### Recorded data:

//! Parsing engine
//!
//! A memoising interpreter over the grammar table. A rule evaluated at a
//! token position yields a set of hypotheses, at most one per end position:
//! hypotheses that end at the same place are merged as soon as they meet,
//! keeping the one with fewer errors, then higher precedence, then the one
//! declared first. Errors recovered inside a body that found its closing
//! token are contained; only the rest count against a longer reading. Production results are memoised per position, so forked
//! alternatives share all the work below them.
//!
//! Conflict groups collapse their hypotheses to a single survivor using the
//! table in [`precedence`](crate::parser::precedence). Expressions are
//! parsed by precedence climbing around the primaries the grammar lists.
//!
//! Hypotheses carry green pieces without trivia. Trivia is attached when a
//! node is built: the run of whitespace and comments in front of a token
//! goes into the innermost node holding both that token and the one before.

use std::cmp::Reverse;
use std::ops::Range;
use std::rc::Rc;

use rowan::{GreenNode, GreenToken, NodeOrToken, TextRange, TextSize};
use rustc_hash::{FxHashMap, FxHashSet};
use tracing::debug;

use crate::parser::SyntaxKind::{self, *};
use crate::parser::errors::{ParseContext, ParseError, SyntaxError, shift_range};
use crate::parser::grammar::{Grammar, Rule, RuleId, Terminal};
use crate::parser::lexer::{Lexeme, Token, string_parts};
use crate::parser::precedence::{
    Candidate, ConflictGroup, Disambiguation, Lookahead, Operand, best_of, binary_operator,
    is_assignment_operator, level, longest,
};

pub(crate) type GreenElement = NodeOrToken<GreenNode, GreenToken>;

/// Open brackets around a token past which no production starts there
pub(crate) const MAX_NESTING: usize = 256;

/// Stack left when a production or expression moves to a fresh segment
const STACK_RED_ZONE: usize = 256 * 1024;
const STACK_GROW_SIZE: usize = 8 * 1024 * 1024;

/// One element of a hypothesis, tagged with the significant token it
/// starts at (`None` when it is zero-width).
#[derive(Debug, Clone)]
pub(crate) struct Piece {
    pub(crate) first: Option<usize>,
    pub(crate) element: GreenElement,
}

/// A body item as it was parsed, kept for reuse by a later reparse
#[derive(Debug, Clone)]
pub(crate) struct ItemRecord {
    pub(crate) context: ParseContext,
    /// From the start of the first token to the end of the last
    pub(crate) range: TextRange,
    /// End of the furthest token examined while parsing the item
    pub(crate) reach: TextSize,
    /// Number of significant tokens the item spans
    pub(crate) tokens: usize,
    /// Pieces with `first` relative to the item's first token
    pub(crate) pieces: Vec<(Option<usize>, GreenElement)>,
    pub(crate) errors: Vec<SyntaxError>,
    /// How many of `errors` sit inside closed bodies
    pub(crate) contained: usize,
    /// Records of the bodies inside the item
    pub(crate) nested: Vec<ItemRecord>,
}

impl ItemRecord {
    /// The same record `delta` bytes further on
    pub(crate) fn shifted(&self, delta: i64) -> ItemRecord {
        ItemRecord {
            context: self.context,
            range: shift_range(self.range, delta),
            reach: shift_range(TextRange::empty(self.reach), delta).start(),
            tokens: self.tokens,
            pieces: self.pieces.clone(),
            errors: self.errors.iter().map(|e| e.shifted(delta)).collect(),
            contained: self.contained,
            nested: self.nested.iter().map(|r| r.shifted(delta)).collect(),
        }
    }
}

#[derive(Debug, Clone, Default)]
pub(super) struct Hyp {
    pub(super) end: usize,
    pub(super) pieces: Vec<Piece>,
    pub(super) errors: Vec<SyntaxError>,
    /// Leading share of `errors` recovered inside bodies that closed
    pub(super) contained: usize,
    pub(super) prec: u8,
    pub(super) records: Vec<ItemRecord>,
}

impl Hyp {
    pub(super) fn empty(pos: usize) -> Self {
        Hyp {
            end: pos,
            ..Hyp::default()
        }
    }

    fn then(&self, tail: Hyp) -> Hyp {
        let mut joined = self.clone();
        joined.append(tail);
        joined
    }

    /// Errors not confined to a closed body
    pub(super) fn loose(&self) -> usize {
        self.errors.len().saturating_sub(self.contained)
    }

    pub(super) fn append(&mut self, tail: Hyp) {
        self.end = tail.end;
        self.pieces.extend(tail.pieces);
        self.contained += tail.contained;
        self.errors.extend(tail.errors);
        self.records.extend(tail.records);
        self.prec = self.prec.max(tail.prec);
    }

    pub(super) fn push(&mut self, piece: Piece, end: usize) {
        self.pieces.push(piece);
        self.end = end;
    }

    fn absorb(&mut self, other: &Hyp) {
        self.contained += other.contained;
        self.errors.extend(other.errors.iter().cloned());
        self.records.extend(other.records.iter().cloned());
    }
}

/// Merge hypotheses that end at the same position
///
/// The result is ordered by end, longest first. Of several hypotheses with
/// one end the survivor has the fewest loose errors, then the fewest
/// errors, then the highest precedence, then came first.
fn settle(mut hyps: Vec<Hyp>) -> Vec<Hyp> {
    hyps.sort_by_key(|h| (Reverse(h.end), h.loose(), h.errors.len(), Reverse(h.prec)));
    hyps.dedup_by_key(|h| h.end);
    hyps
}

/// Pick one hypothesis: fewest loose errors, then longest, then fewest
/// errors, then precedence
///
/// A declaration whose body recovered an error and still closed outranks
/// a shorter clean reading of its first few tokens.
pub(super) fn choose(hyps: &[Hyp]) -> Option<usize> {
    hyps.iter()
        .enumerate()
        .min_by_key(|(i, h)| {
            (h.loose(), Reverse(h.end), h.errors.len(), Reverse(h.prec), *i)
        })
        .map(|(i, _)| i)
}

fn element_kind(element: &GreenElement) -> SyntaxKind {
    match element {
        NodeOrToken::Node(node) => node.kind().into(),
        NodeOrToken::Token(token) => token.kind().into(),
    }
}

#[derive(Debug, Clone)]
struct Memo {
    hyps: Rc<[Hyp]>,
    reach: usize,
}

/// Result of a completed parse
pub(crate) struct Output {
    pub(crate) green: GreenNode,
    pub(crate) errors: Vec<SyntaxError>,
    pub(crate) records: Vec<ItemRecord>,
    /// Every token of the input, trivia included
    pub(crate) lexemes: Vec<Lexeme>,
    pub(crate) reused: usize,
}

### Task prompt:
For every entry above, give it back exactly as written.

### Response:
//! Parsing engine
//!
//! A memoising interpreter over the grammar table. A rule evaluated at a
//! token position yields a set of hypotheses, at most one per end position:
//! hypotheses that end at the same place are merged as soon as they meet,
//! keeping the one with fewer errors, then higher precedence, then the one
//! declared first. Errors recovered inside a body that found its closing
//! token are contained; only the rest count against a longer reading. Production results are memoised per position, so forked
//! alternatives share all the work below them.
//!
//! Conflict groups collapse their hypotheses to a single survivor using the
//! table in [`precedence`](crate::parser::precedence). Expressions are
//! parsed by precedence climbing around the primaries the grammar lists.
//!
//! Hypotheses carry green pieces without trivia. Trivia is attached when a
//! node is built: the run of whitespace and comments in front of a token
//! goes into the innermost node holding both that token and the one before.

use std::cmp::Reverse;
use std::ops::Range;
use std::rc::Rc;

use rowan::{GreenNode, GreenToken, NodeOrToken, TextRange, TextSize};
use rustc_hash::{FxHashMap, FxHashSet};
use tracing::debug;

use crate::parser::SyntaxKind::{self, *};
use crate::parser::errors::{ParseContext, ParseError, SyntaxError, shift_range};
use crate::parser::grammar::{Grammar, Rule, RuleId, Terminal};
use crate::parser::lexer::{Lexeme, Token, string_parts};
use crate::parser::precedence::{
    Candidate, ConflictGroup, Disambiguation, Lookahead, Operand, best_of, binary_operator,
    is_assignment_operator, level, longest,
};

pub(crate) type GreenElement = NodeOrToken<GreenNode, GreenToken>;

/// Open brackets around a token past which no production starts there
pub(crate) const MAX_NESTING: usize = 256;

/// Stack left when a production or expression moves to a fresh segment
const STACK_RED_ZONE: usize = 256 * 1024;
const STACK_GROW_SIZE: usize = 8 * 1024 * 1024;

/// One element of a hypothesis, tagged with the significant token it
/// starts at (`None` when it is zero-width).
#[derive(Debug, Clone)]
pub(crate) struct Piece {
    pub(crate) first: Option<usize>,
    pub(crate) element: GreenElement,
}

/// A body item as it was parsed, kept for reuse by a later reparse
#[derive(Debug, Clone)]
pub(crate) struct ItemRecord {
    pub(crate) context: ParseContext,
    /// From the start of the first token to the end of the last
    pub(crate) range: TextRange,
    /// End of the furthest token examined while parsing the item
    pub(crate) reach: TextSize,
    /// Number of significant tokens the item spans
    pub(crate) tokens: usize,
    /// Pieces with `first` relative to the item's first token
    pub(crate) pieces: Vec<(Option<usize>, GreenElement)>,
    pub(crate) errors: Vec<SyntaxError>,
    /// How many of `errors` sit inside closed bodies
    pub(crate) contained: usize,
    /// Records of the bodies inside the item
    pub(crate) nested: Vec<ItemRecord>,
}

impl ItemRecord {
    /// The same record `delta` bytes further on
    pub(crate) fn shifted(&self, delta: i64) -> ItemRecord {
        ItemRecord {
            context: self.context,
            range: shift_range(self.range, delta),
            reach: shift_range(TextRange::empty(self.reach), delta).start(),
            tokens: self.tokens,
            pieces: self.pieces.clone(),
            errors: self.errors.iter().map(|e| e.shifted(delta)).collect(),
            contained: self.contained,
            nested: self.nested.iter().map(|r| r.shifted(delta)).collect(),
        }
    }
}

#[derive(Debug, Clone, Default)]
pub(super) struct Hyp {
    pub(super) end: usize,
    pub(super) pieces: Vec<Piece>,
    pub(super) errors: Vec<SyntaxError>,
    /// Leading share of `errors` recovered inside bodies that closed
    pub(super) contained: usize,
    pub(super) prec: u8,
    pub(super) records: Vec<ItemRecord>,
}

impl Hyp {
    pub(super) fn empty(pos: usize) -> Self {
        Hyp {
            end: pos,
            ..Hyp::default()
        }
    }

    fn then(&self, tail: Hyp) -> Hyp {
        let mut joined = self.clone();
        joined.append(tail);
        joined
    }

    /// Errors not confined to a closed body
    pub(super) fn loose(&self) -> usize {
        self.errors.len().saturating_sub(self.contained)
    }

    pub(super) fn append(&mut self, tail: Hyp) {
        self.end = tail.end;
        self.pieces.extend(tail.pieces);
        self.contained += tail.contained;
        self.errors.extend(tail.errors);
        self.records.extend(tail.records);
        self.prec = self.prec.max(tail.prec);
    }

    pub(super) fn push(&mut self, piece: Piece, end: usize) {
        self.pieces.push(piece);
        self.end = end;
    }

    fn absorb(&mut self, other: &Hyp) {
        self.contained += other.contained;
        self.errors.extend(other.errors.iter().cloned());
        self.records.extend(other.records.iter().cloned());
    }
}

/// Merge hypotheses that end at the same position
///
/// The result is ordered by end, longest first. Of several hypotheses with
/// one end the survivor has the fewest loose errors, then the fewest
/// errors, then the highest precedence, then came first.
fn settle(mut hyps: Vec<Hyp>) -> Vec<Hyp> {
    hyps.sort_by_key(|h| (Reverse(h.end), h.loose(), h.errors.len(), Reverse(h.prec)));
    hyps.dedup_by_key(|h| h.end);
    hyps
}

/// Pick one hypothesis: fewest loose errors, then longest, then fewest
/// errors, then precedence
///
/// A declaration whose body recovered an error and still closed outranks
/// a shorter clean reading of its first few tokens.
pub(super) fn choose(hyps: &[Hyp]) -> Option<usize> {
    hyps.iter()
        .enumerate()
        .min_by_key(|(i, h)| {
            (h.loose(), Reverse(h.end), h.errors.len(), Reverse(h.prec), *i)
        })
        .map(|(i, _)| i)
}

fn element_kind(element: &GreenElement) -> SyntaxKind {
    match element {
        NodeOrToken::Node(node) => node.kind().into(),
        NodeOrToken::Token(token) => token.kind().into(),
    }
}

#[derive(Debug, Clone)]
struct Memo {
    hyps: Rc<[Hyp]>,
    reach: usize,
}

/// Result of a completed parse
pub(crate) struct Output {
    pub(crate) green: GreenNode,
    pub(crate) errors: Vec<SyntaxError>,
    pub(crate) records: Vec<ItemRecord>,
    /// Every token of the input, trivia included
    pub(crate) lexemes: Vec<Lexeme>,
    pub(crate) reused: usize,
}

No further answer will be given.